Que atuação, Sônia Braga!
Artigo publicado no Jornal O POVO, Caderno Vida & Arte, pág.4
Quarta-feira, 14 de setembro de 2016 – Fortaleza, Ceará, Brasil

Artigo em PDF

FAC-SÍMILE

op_que-atuacao-sonia-braga

A câmera ia mostrando as pessoas nas ruas de Ilhéus que observavam Grabriela subindo no telhado para resgatar a arraia (pipa) de um garoto. Na imagem, trazida pela lente, a gente via seu lindo rosto travesso, seus cabelos esvoaçantes sobre os ombros, o vestido sensual e seu corpo moreno se esfregando nas telhas que pareciam enrubescer com o contato.

Esta cena excepcional, uma das mais belas do audiovisual brasileiro, foi protagonizada por Sônia Braga em uma telenovela na década de 1970, baseada na obra de Jorge Amado (1912 – 2001). Na minha percepção de adolescente, nenhuma atriz do mundo era mais bonita e tão atraente quanto essa paranaense de Maringá.

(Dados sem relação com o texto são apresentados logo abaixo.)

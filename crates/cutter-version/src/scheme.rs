//! Version schemes: how target versions and predicates are read.

use crate::checker::VersionChecker;
use crate::error::{Error, Result};
use crate::predicate::{VersionPredicate, normalize_version};
use cutter_core::Checker;
use serde::{Deserialize, Serialize};
use std::fmt;

/// Parses target versions and tests predicates against them.
pub trait VersionScheme: Send + Sync {
    type Version: Send + Sync + fmt::Debug;

    /// Short name used in logs and errors.
    fn name(&self) -> &'static str;

    fn parse_version(&self, raw: &str) -> Result<Self::Version>;

    /// Test `predicate` against `version`. Errors mean the predicate is not
    /// something this scheme understands.
    fn test(&self, version: &Self::Version, predicate: &str) -> Result<bool>;
}

/// Semantic versions with `major.minor` shorthand; see [`crate::predicate`].
#[derive(Debug, Clone, Copy, Default)]
pub struct SemverScheme;

impl VersionScheme for SemverScheme {
    type Version = semver::Version;

    fn name(&self) -> &'static str {
        "semver"
    }

    fn parse_version(&self, raw: &str) -> Result<Self::Version> {
        normalize_version(raw)
    }

    fn test(&self, version: &Self::Version, predicate: &str) -> Result<bool> {
        Ok(VersionPredicate::parse(predicate)?.matches(version))
    }
}

/// Keeps the target as an opaque string and understands no predicate.
///
/// Used when no real resolver is available: processing still runs, but every
/// version expression is left for other checkers (and fails if none match).
#[derive(Debug, Clone, Copy, Default)]
pub struct OpaqueScheme;

impl VersionScheme for OpaqueScheme {
    type Version = String;

    fn name(&self) -> &'static str {
        "opaque"
    }

    fn parse_version(&self, raw: &str) -> Result<Self::Version> {
        Ok(raw.trim().to_string())
    }

    fn test(&self, _version: &Self::Version, _predicate: &str) -> Result<bool> {
        Err(Error::Unsupported {
            scheme: self.name(),
        })
    }
}

/// Scheme selection for configuration files and the command line.
#[derive(Debug, Clone, Copy, Default, PartialEq, Eq, Serialize, Deserialize)]
#[serde(rename_all = "lowercase")]
pub enum SchemeKind {
    #[default]
    Semver,
    Opaque,
}

impl SchemeKind {
    /// Build a checker for `target` under this scheme.
    pub fn checker(self, target: &str) -> Result<Box<dyn Checker>> {
        Ok(match self {
            Self::Semver => Box::new(VersionChecker::new(SemverScheme, target)?),
            Self::Opaque => Box::new(VersionChecker::new(OpaqueScheme, target)?),
        })
    }
}

impl fmt::Display for SchemeKind {
    fn fmt(&self, f: &mut fmt::Formatter<'_>) -> fmt::Result {
        f.write_str(match self {
            Self::Semver => "semver",
            Self::Opaque => "opaque",
        })
    }
}

impl std::str::FromStr for SchemeKind {
    type Err = String;

    fn from_str(s: &str) -> std::result::Result<Self, Self::Err> {
        match s.to_ascii_lowercase().as_str() {
            "semver" => Ok(Self::Semver),
            "opaque" => Ok(Self::Opaque),
            other => Err(format!("unknown version scheme '{other}' (expected semver or opaque)")),
        }
    }
}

Ela representava a síntese da beleza mestiça brasileira, além de ter um jeito próprio de ser mulher. Tinha para mim a potência natural de Ingrid Bergman (1915 – 1982), atriz que tão bem traduziu os encantos femininos suecos, colocando, inclusive, a força do seu estilo acima dos critérios estéticos determinados por produtores e diretores hollywoodianos.

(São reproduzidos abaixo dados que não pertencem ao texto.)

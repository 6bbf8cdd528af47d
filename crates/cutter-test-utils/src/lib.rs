//! Shared test utilities for the Cutter workspace.
//!
//! Dev-dependency only, never published.
//!
//! # Modules
//!
//! - [`tree`]: [`SourceTree`] builder for temporary source directories
//! - [`sources`]: sample sources carrying version directives

pub mod sources;
pub mod tree;

pub use tree::SourceTree;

Na trajetória de Sônia Braga, vários personagens reforçaram a sua voluptuosa semiologia, como foram os casos de Dona Flor e Tieta. Lembro-me do dia em que, na condição de repórter deste O Povo, fui ao Rio de Janeiro entrevistar a Sônia Braga, por conta do lançamento do filme O Beijo da Mulher Aranha, de Hector Babenco (1946 – 2016). Cheguei antes da hora marcada e fiquei em uma sala de espera. Estou ali, distraído, quando de repente uma mão toca meu ombro. Era ela, com seus cabelos soltos, blusa estampada, calça jeans e pés descalços.

Aproveitei que estávamos a sós e perguntei se eu poderia fotografá-la com exclusividade, já que a entrevista seria coletiva. E ela fez um tanto lá de poses para um tanto cá de cliques meus. Antes de subir ao palco, perguntei qual o maior desejo dela como atriz e ela me respondeu que era estar na memória dos homens. Claro que nunca me esqueci disso.

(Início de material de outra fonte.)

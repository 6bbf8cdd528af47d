//! Directive classification and the nested if/else-if/else state.

/// Shape of a directive, derived from the braces around its expression.
#[derive(Debug, Clone, Copy, PartialEq, Eq)]
pub enum DirectiveKind {
    /// Governs the one following line.
    Single,
    /// `if ... {` begins a block.
    Opener,
    /// `} else ... {` continues a block.
    Extension,
    /// `}` ends a block.
    Closer,
}

impl DirectiveKind {
    /// Classify a trimmed directive expression.
    pub fn of(expression: &str) -> Self {
        let opens = expression.ends_with('{');
        let closes = expression.starts_with('}');
        match (closes, opens) {
            (true, true) => Self::Extension,
            (false, true) => Self::Opener,
            (true, false) => Self::Closer,
            (false, false) => Self::Single,
        }
    }

    /// Strip the structural braces, leaving the condition text.
    pub fn condition(self, expression: &str) -> &str {
        let expression = expression.trim();
        let stripped = match self {
            Self::Single => expression,
            Self::Opener => strip_open(expression),
            Self::Extension => strip_open(strip_close(expression)),
            Self::Closer => strip_close(expression),
        };
        stripped.trim()
    }
}

fn strip_open(expression: &str) -> &str {
    expression.strip_suffix('{').unwrap_or(expression)
}

fn strip_close(expression: &str) -> &str {
    expression.strip_prefix('}').unwrap_or(expression)
}

/// A resolved branch of a conditional chain.
#[derive(Debug, Clone, Copy, PartialEq, Eq)]
pub struct ConditionToken {
    pub kind: DirectiveKind,
    pub enabled: bool,
}

/// State of the innermost chain when the next branch or closer arrives.
#[derive(Debug, Clone, Copy, PartialEq, Eq)]
pub struct Branch {
    /// Whether the branch now ending is active.
    pub enabled: bool,
    /// Whether any branch of the chain so far was active.
    pub taken: bool,
}

/// Stack of open conditional chains, innermost last.
///
/// Each frame holds the opener followed by the extensions seen so far.
#[derive(Debug, Default)]
pub struct ConditionStack {
    frames: Vec<Vec<ConditionToken>>,
}

impl ConditionStack {
    pub fn new() -> Self {
        Self::default()
    }

    pub fn depth(&self) -> usize {
        self.frames.len()
    }

    pub fn is_empty(&self) -> bool {
        self.frames.is_empty()
    }

    /// Start a new chain.
    pub fn open(&mut self, enabled: bool) {
        self.frames.push(vec![ConditionToken {
            kind: DirectiveKind::Opener,
            enabled,
        }]);
    }

    /// The innermost chain's current branch, or `None` when there is no chain
    /// an extension or closer could attach to.
    pub fn branch(&self) -> Option<Branch> {
        let frame = self.frames.last()?;
        let last = frame.last()?;
        if !matches!(last.kind, DirectiveKind::Opener | DirectiveKind::Extension) {
            return None;
        }
        Some(Branch {
            enabled: last.enabled,
            taken: frame.iter().any(|token| token.enabled),
        })
    }

    /// Append an else/else-if branch to the innermost chain.
    ///
    /// Returns `false` when there is no chain to extend.
    pub fn extend(&mut self, enabled: bool) -> bool {
        match self.frames.last_mut() {
            Some(frame) => {
                frame.push(ConditionToken {
                    kind: DirectiveKind::Extension,
                    enabled,
                });
                true
            }
            None => false,
        }
    }

    /// Pop the innermost chain.
    pub fn close(&mut self) -> Option<Vec<ConditionToken>> {
        self.frames.pop()
    }
}

/// What the comment policy wants done with a governed span.
#[derive(Debug, Clone, Copy, PartialEq, Eq)]
pub enum Toggle {
    Comment,
    Uncomment,
    Keep,
}

impl Toggle {
    /// Decide how `code` must change so that it is active exactly when
    /// `enabled`. Already-correct code is kept.
    pub fn for_code(enabled: bool, code: &[u8]) -> Self {
        match (enabled, is_commented(code)) {
            (true, true) => Self::Uncomment,
            (false, false) => Self::Comment,
            _ => Self::Keep,
        }
    }
}

/// Whether `code`, ignoring surrounding whitespace, is one `/* ... */` block.
///
/// The leading `/*` must be closed by the final `*/`. Comments inside count
/// as nested, so `/* a */ b(); /* c */` is active code while a wrapped span
/// holding its own comments is still recognized as wrapped.
pub fn is_commented(code: &[u8]) -> bool {
    let trimmed = code.trim_ascii();
    if trimmed.len() < 4 || !trimmed.starts_with(b"/*") || !trimmed.ends_with(b"*/") {
        return false;
    }

    let mut depth = 0usize;
    let mut i = 0;
    while i + 1 < trimmed.len() {
        match &trimmed[i..i + 2] {
            b"/*" => {
                depth += 1;
                i += 2;
            }
            b"*/" => {
                depth = depth.saturating_sub(1);
                i += 2;
                if depth == 0 {
                    return i == trimmed.len();
                }
            }
            _ => i += 1,
        }
    }
    false
}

O tempo passou e mais uma vez vou ao cinema para ver um novo filme com Sônia Braga: Aquarius, de Kleber Mendonça Filho. Nele não tem a Gabriela de 25 anos ou a Mulher Aranha de 36 anos, mas a Clara, que ela interpreta com a maestria dos seus 66 anos. Diferentemente da Brigitte Bardot, na sarcástica composição de Tom Zé, ela não “envelheceu antes dos nossos sonhos”. E foi bom vê-la inteira, charmosa e intensa em uma das mais densas atuações de sua carreira.

O filme chega às salas de cinema no momento em que o Brasil passa pela vexatória situação de envelhecimento de uma esquerda vaidosa e apressada que desperdiçou os sonhos de um país menos desigual. A personagem vivida por Sônia Braga representa bem a complexidade emocional de muita gente que, nos dias de hoje, ainda preza pela integridade dos valores, mas, contraditoriamente, não consegue deixar de ser antiquada na sua expressão de liberdade.

Aquarius é um filme caricatural, feito para agradar. Mesmo assim vale a pena ser visto, por revelar o absurdo do poder econômico que submete pessoas a se mudarem para lugares indiferentes, pelo alerta à destruição perversa da memória, pelas imagens de Recife, pelo simpático sotaque pernambucano e pelo envolvente desempenho de Sônia Braga nesse papel que oscila entre o politicamente correto e a paranoia.